Polish Tarnów and the Germanized name Tarnau were listed in 1896 by writer Konstanty Damrot in a book about the names of places in Silesia. Damrot in his book also mentions the Latinized name Tarnov taken from the Latin documents from the years 1335 and 1369. Geographical Dictionary of the Polish Kingdom released at the end of the nineteenth century, given the Polish name of Tarnów Polski and German name Polnisch Tarnau.

Today the name is Tarnów Opolski to distinguish it from other places in Poland with that name.

==History==
The village was first mentioned in 1293, when it was part of fragmented Piast-ruled Poland.
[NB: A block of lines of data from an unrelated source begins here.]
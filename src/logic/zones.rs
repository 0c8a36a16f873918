//! Flood Zones
//!
//! Point-in-polygon membership against a static set of flood-prone polygons.
//! Loaded once at startup, immutable afterwards, shared without locking.
//!
//! Dataset format: GeoJSON (FeatureCollection / Feature / GeometryCollection
//! nesting, Polygon and MultiPolygon geometries; other geometry types ignored).

use std::path::Path;

use geo::{Contains, LineString, Point, Polygon};
use serde::Deserialize;

use super::location::Coordinate;

#[derive(Debug, thiserror::Error)]
pub enum ZoneError {
    #[error("flood zone dataset not readable at {path}: {source}")]
    Io {
        path: String,
        #[source]
        source: std::io::Error,
    },
    #[error("flood zone dataset malformed: {0}")]
    Parse(String),
    #[error("flood zone dataset contains no polygons")]
    Empty,
}

// ============================================================================
// GEOJSON SUBSET
// ============================================================================

type Ring = Vec<Vec<f64>>;

#[derive(Debug, Deserialize)]
#[serde(tag = "type")]
enum GeoObject {
    FeatureCollection { features: Vec<GeoObject> },
    Feature { geometry: Option<Box<GeoObject>> },
    GeometryCollection { geometries: Vec<GeoObject> },
    Polygon { coordinates: Vec<Ring> },
    MultiPolygon { coordinates: Vec<Vec<Ring>> },
    #[serde(other)]
    Other,
}

fn to_line_string(ring: &Ring) -> Result<LineString<f64>, ZoneError> {
    let points = ring
        .iter()
        .map(|position| match position.as_slice() {
            [lon, lat, ..] => Ok((*lon, *lat)),
            _ => Err(ZoneError::Parse("position with fewer than 2 values".to_string())),
        })
        .collect::<Result<Vec<_>, _>>()?;

    if points.len() < 3 {
        return Err(ZoneError::Parse(format!("ring with {} positions", points.len())));
    }
    Ok(LineString::from(points))
}

fn to_polygon(rings: &[Ring]) -> Result<Polygon<f64>, ZoneError> {
    let (exterior, interiors) = rings
        .split_first()
        .ok_or_else(|| ZoneError::Parse("polygon without rings".to_string()))?;

    let interiors = interiors
        .iter()
        .map(to_line_string)
        .collect::<Result<Vec<_>, _>>()?;

    Ok(Polygon::new(to_line_string(exterior)?, interiors))
}

/// Walk nested containers, collecting polygons
fn collect_polygons(object: &GeoObject, out: &mut Vec<Polygon<f64>>) -> Result<(), ZoneError> {
    match object {
        GeoObject::FeatureCollection { features } => {
            for feature in features {
                collect_polygons(feature, out)?;
            }
        }
        GeoObject::Feature { geometry } => {
            if let Some(geometry) = geometry {
                collect_polygons(geometry, out)?;
            }
        }
        GeoObject::GeometryCollection { geometries } => {
            for geometry in geometries {
                collect_polygons(geometry, out)?;
            }
        }
        GeoObject::Polygon { coordinates } => out.push(to_polygon(coordinates)?),
        GeoObject::MultiPolygon { coordinates } => {
            for rings in coordinates {
                out.push(to_polygon(rings)?);
            }
        }
        GeoObject::Other => {}
    }
    Ok(())
}

// ============================================================================
// ZONE CHECKER
// ============================================================================

/// Immutable set of flood-risk polygons
#[derive(Debug, Clone)]
pub struct ZoneChecker {
    polygons: Vec<Polygon<f64>>,
}

impl ZoneChecker {
    /// Load from a GeoJSON file. Fails fast: a missing, malformed or
    /// empty dataset is an error, never an empty checker.
    pub fn load(path: impl AsRef<Path>) -> Result<Self, ZoneError> {
        let path = path.as_ref();
        let content = std::fs::read_to_string(path).map_err(|source| ZoneError::Io {
            path: path.display().to_string(),
            source,
        })?;

        let checker = Self::from_geojson_str(&content)?;
        tracing::info!(
            "Loaded {} flood zone polygons from {}",
            checker.polygon_count(),
            path.display()
        );
        Ok(checker)
    }

    pub fn from_geojson_str(content: &str) -> Result<Self, ZoneError> {
        let root: GeoObject = serde_json::from_str(content)
            .map_err(|e| ZoneError::Parse(e.to_string()))?;

        let mut polygons = Vec::new();
        collect_polygons(&root, &mut polygons)?;
        Self::from_polygons(polygons)
    }

    pub fn from_polygons(polygons: Vec<Polygon<f64>>) -> Result<Self, ZoneError> {
        if polygons.is_empty() {
            return Err(ZoneError::Empty);
        }
        Ok(Self { polygons })
    }

    pub fn polygon_count(&self) -> usize {
        self.polygons.len()
    }

    /// True if any polygon contains the point
    pub fn is_in_zone(&self, coordinate: &Coordinate) -> bool {
        let point = Point::new(coordinate.longitude(), coordinate.latitude());
        self.polygons.iter().any(|polygon| polygon.contains(&point))
    }
}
Later on, it was also part of Bohemia (Czechia), Prussia, and Germany. During World War II, the Germans operated the E100 forced labour subcamp of the Stalag VIII-B/344 prisoner-of-war camp in the village. After Germany's defeat in the war, in 1945, the village became again part of Poland.

== Heritage ==
According to the Register of the National Institute of Heritage sites inscribed on the list is:
the parish church of St. Martin, whose origins date back to the first half of the fifteenth century; in the seventeenth century the nave and the tower were built, and the church was further expanded in 1853–1864 and 1913. It has a Baroque altar with statues of saints Michael, Joseph and Hedwig, and a Roccoco baptismal font from the second half of the eighteenth century. There is an ossuary from the eighteenth-nineteenth centuries by the church.